WHAT TO PRODUCE -
List all the lines in these records that hold "OnceLock".

RAW DATA -
== == ==

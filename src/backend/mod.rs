//! HTTP boundary to the clinical-records backend
//!
//! All remote processing (transcription, AI structuring, persistence)
//! lives behind this module. Every call is a single attempt; failures
//! surface as a `BackendError` and the caller decides how to report them.

pub mod consultant;
pub mod patients;
pub mod types;
pub mod voice;

use std::sync::OnceLock;
use std::time::Duration;

use reqwest::Client;

pub use types::{Envelope, FieldEditError, FieldValue, Patient, StructuredFields};

/// Global HTTP client for reuse across requests (avoids TLS handshake overhead)
static HTTP_CLIENT: OnceLock<Client> = OnceLock::new();

pub(crate) fn http_client() -> &'static Client {
    HTTP_CLIENT.get_or_init(|| {
        Client::builder()
            .timeout(Duration::from_secs(60))
            .build()
            .expect("Failed to build HTTP client")
    })
}

/// Errors crossing the backend boundary.
#[derive(Debug)]
pub enum BackendError {
    /// Network/transport fault before an HTTP status was received
    Network(String),
    /// Non-success HTTP status
    Http { status: u16, message: String },
    /// HTTP succeeded but the backend reported failure
    Rejected(String),
    /// Response body did not parse
    Parse(String),
    /// Local file could not be read for upload
    FileRead(String),
}

impl std::fmt::Display for BackendError {
    fn fmt(&self, f: &mut std::fmt::Formatter<'_>) -> std::fmt::Result {
        match self {
            BackendError::Network(e) => write!(f, "Cannot reach backend: {}", e),
            BackendError::Http { status, message } => {
                write!(f, "Backend error (HTTP {}): {}", status, message)
            }
            BackendError::Rejected(msg) => write!(f, "{}", msg),
            BackendError::Parse(e) => write!(f, "Unexpected backend response: {}", e),
            BackendError::FileRead(e) => write!(f, "Failed to read file: {}", e),
        }
    }
}

impl std::error::Error for BackendError {}

/// Turn a non-success response into a `BackendError::Http`, preserving the
/// response body as the message where possible.
pub(crate) async fn error_from_response(response: reqwest::Response) -> BackendError {
    let status = response.status().as_u16();
    let message = response.text().await.unwrap_or_default();
    BackendError::Http { status, message }
}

== == ==

YOUR RESPONSE -
use std::sync::OnceLock;
static HTTP_CLIENT: OnceLock<Client> = OnceLock::new();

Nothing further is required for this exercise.